━━━ Input data

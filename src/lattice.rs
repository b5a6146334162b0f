//! Integer lattice points and the exact Gauss circle count used to size a pattern.

/// A point on the 2D integer lattice.
///
/// The pattern lives on the horizontal plane, so the coordinates are named `x` and `z`.
#[derive(Clone, Copy, Debug, Default, PartialEq, Eq, Hash)]
pub struct LatticePoint {
    /// Horizontal coordinate
    pub x: i32,
    /// Depth coordinate
    pub z: i32,
}

impl LatticePoint {
    /// Creates a lattice point from its two coordinates
    ///
    /// # Example
    /// ```
    /// use radial_pattern::LatticePoint;
    /// let p = LatticePoint::new(3, -4);
    /// assert_eq!(p.length_squared(), 25);
    /// ```
    pub const fn new(x: i32, z: i32) -> Self {
        Self { x, z }
    }

    /// Squared Euclidean distance from the origin
    pub const fn length_squared(self) -> i32 {
        self.x * self.x + self.z * self.z
    }

    /// Euclidean distance from the origin, rounded to `f32` the same way the pattern radii are
    pub fn length(self) -> f32 {
        (self.length_squared() as f32).sqrt()
    }
}

/// Exact number of lattice points `(x, z)` with `x² + z² <= max_radius²`.
///
/// Computed column by column with integer square roots, so it is suitable for
/// sizing a pattern ahead of the build and for checking a precomputed length.
///
/// # Example
/// ```
/// use radial_pattern::lattice_point_count;
/// assert_eq!(lattice_point_count(0), 1);
/// assert_eq!(lattice_point_count(1), 5);
/// assert_eq!(lattice_point_count(2), 13);
/// assert_eq!(lattice_point_count(119), 44_469);
/// assert_eq!(lattice_point_count(200), 125_629);
/// ```
pub const fn lattice_point_count(max_radius: u32) -> usize {
    let r = max_radius as u64;
    let r_squared = r * r;
    // One quadrant without the axes, then the four half-axes and the origin
    let mut quadrant = 0u64;
    let mut x = 1;
    while x <= r {
        quadrant += (r_squared - x * x).isqrt();
        x += 1;
    }
    (4 * (quadrant + r) + 1) as usize
}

━━━━━━

_Work order_
Please copy out each line in the entries that mentions the string "Euclidean".

_Answer to the exercise_
    /// Squared Euclidean distance from the origin
    /// Euclidean distance from the origin, rounded to `f32` the same way the pattern radii are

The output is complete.